И пошло продолжение кругосветки, в ходе которой пассажиры побывали во всех временах года. Уже и не верилось, что несколько недель назад, спасаясь от духоты, обматывали себя мокрыми простынями в столице Бирмы, что жили в австралийском лете, что двадцать дней мучились качкой и однообразием картины — и вдруг Иркутск с тридцатиградусными морозами.
Но бывают часы, когда нипочем и жара, и холод. Режимистый Алексей Парамонов говорил: не знаю, как жив остался.
“На Играх подружились с ватерполистами и решили к ним прогуляться.

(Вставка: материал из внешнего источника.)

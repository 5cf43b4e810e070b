//! One-line actuator status.

use std::fmt;

use mtt_traits::ActuatorLink;

use crate::config::RegisterMap;
use crate::convert::to_angle;
use crate::error::{RegisterOp, Result};
use crate::link::read_reg;

/// Register snapshot, raw counts throughout.
#[derive(Debug, Clone, Copy, PartialEq, Eq)]
pub struct StatusReport {
    pub id: u8,
    pub goal: u32,
    pub present: u32,
    pub torque_limit: u32,
    pub torque_enable: u32,
}

impl StatusReport {
    pub fn goal_deg(&self) -> f32 {
        to_angle(self.goal)
    }

    pub fn present_deg(&self) -> f32 {
        to_angle(self.present)
    }
}

impl fmt::Display for StatusReport {
    fn fmt(&self, f: &mut fmt::Formatter<'_>) -> fmt::Result {
        write!(
            f,
            "ID:{} GP:{}:{:.1} PP:{}:{:.1} TL:{} TE:{}",
            self.id,
            self.goal,
            self.goal_deg(),
            self.present,
            self.present_deg(),
            self.torque_limit,
            self.torque_enable
        )
    }
}

/// Read goal, present, torque limit and torque enable in that order.
///
/// When `issued_goal` is set the goal register is not read back.
pub fn read_status<L: ActuatorLink + ?Sized>(
    link: &mut L,
    id: u8,
    regs: &RegisterMap,
    issued_goal: Option<u32>,
) -> Result<StatusReport> {
    let goal = match issued_goal {
        Some(goal) => goal,
        None => read_reg(link, id, regs.goal_position, RegisterOp::ReadGoalPosition)?,
    };
    let present = read_reg(
        link,
        id,
        regs.present_position,
        RegisterOp::ReadPresentPosition,
    )?;
    let torque_limit = read_reg(link, id, regs.torque_limit, RegisterOp::ReadTorqueLimit)?;
    let torque_enable = read_reg(link, id, regs.torque_enable, RegisterOp::ReadTorqueEnable)?;
    Ok(StatusReport {
        id,
        goal,
        present,
        torque_limit,
        torque_enable,
    })
}

#[cfg(test)]
mod tests {
    use super::*;

    #[test]
    fn renders_like_the_bench_tool() {
        let s = StatusReport {
            id: 1,
            goal: 2617,
            present: 2610,
            torque_limit: 200,
            torque_enable: 1,
        };
        assert_eq!(s.to_string(), "ID:1 GP:2617:50.0 PP:2610:49.4 TL:200 TE:1");
    }

    #[test]
    fn centre_is_zero_degrees() {
        let s = StatusReport {
            id: 7,
            goal: 2048,
            present: 2048,
            torque_limit: 0,
            torque_enable: 0,
        };
        assert_eq!(s.to_string(), "ID:7 GP:2048:0.0 PP:2048:0.0 TL:0 TE:0");
    }
}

Путь был долгий — из первого вагона в шестой. Пошли и Сальников с Нетто.
Приходим во второй вагон. “О, чемпионы, угощаем!” А дело под Новый год, у всех с собой было. И в каждом купе стали нам наливать. И вот так шли, шли… Встретился руководитель делегации, мы были не в кондиции, но… тоже налил.
Когда добрались до ватерполистов, я с непривычки был уже очень хорош. И почему-то — видно, совсем ничего не соображал — вылил бутылку вина себе на голову. От восторга: Олимпиаду выиграли, с ребятами встретились, домой едем…
Потом надо идти обратно, а я не могу. Взяли под руки и потащили. По пути потерял ботинок. Меня принесли, положили на нижнюю полку. Утром встаю — волосы дыбом от красного вина, слиплись все. Пошли с Масленкиным в туалет, помыл голову с его помощью. А ботинок нашли и принесли".
На каждой станции столпотворение. Днем и ночью люди с цветами, пирогами, кедровыми ветками — кто во что горазд. Все от чистого сердца, надо выйти к встречающим, но нет уже сил. На одном полустанке ждал древний дед с белой от инея бородой. Шел чуть не полсотни верст взглянуть на Льва Яшина. Вытолкнули Лиду Калинину: Яшина приведем, а пока пообщайтесь с нашей “футболисткой” — зарождавшийся робкий роман с Валентином Ивановым уже не был секретом для окружающих. Влюбленный торпедовец периодически стучался в купе, где ехали гимнастки, и клал на Лидину верхнюю полку яблочко…
Иные встречавшие заявлялись в вагон с дарами, искали кумиров персонально. Один с ведром самогона все требовал: “Где Гусь?” Нетто страшно не любил, когда так называли, но терпеливо выслушал, дар принял…
Ходил “в народ” и Шукевич. Болельщики с понятием допытывались, почему уступил Кривоносов. Тренер сам много думал об этом: дело, похоже, в психологии, мог победить. Ни разу до этого с Коннолли не встречался, вел заочную дуэль рекордов, а так никому не проигрывал. С языка и другое едва не сорвалось, но удержался, смолчал про подмеченное у американцев. У них жесткий спортивный принцип: едут три первых — и точка. Не как у нас: кого протолкнут, тот в команде… Про бойскаутов хотел рассказать — эмигрантских детишек в пилотках со значком Георгия Победоносца, что все время крутились рядом: только бросишь окурок — поднимут и в урну снесут. Интересная организация, чтут традиции, дома только по-русски — их бы с нашими пионерами. Подумал и… тоже не стал рассказывать. Про Кривоносова оно спокойнее.
8 января “сто первый веселый”, как после войны называли эшелоны с теплушками, что шли без расписания, прибыл в столицу. На вокзале их ждало пол-Москвы, а на следующий день чествовали в Георгиевском зале.
Завертело, закружило и разбросало многих в том вихре. Вымотавшую всех дорогу не хотелось и вспоминать. Но прошло время, и путь домой оказался лучшим, что было в их жизни.
Лидия Гавриловна Иванова, Лида Калинина, уже после смерти мужа поделилась: “Эти теплоход и поезд помогли нам с Валей узнать друг друга — кто знает, если бы не обратная дорога, растянувшаяся на месяц, если бы летели в Москву на самолете — может, и разбежались бы в разные стороны. Телефонов-то не было…”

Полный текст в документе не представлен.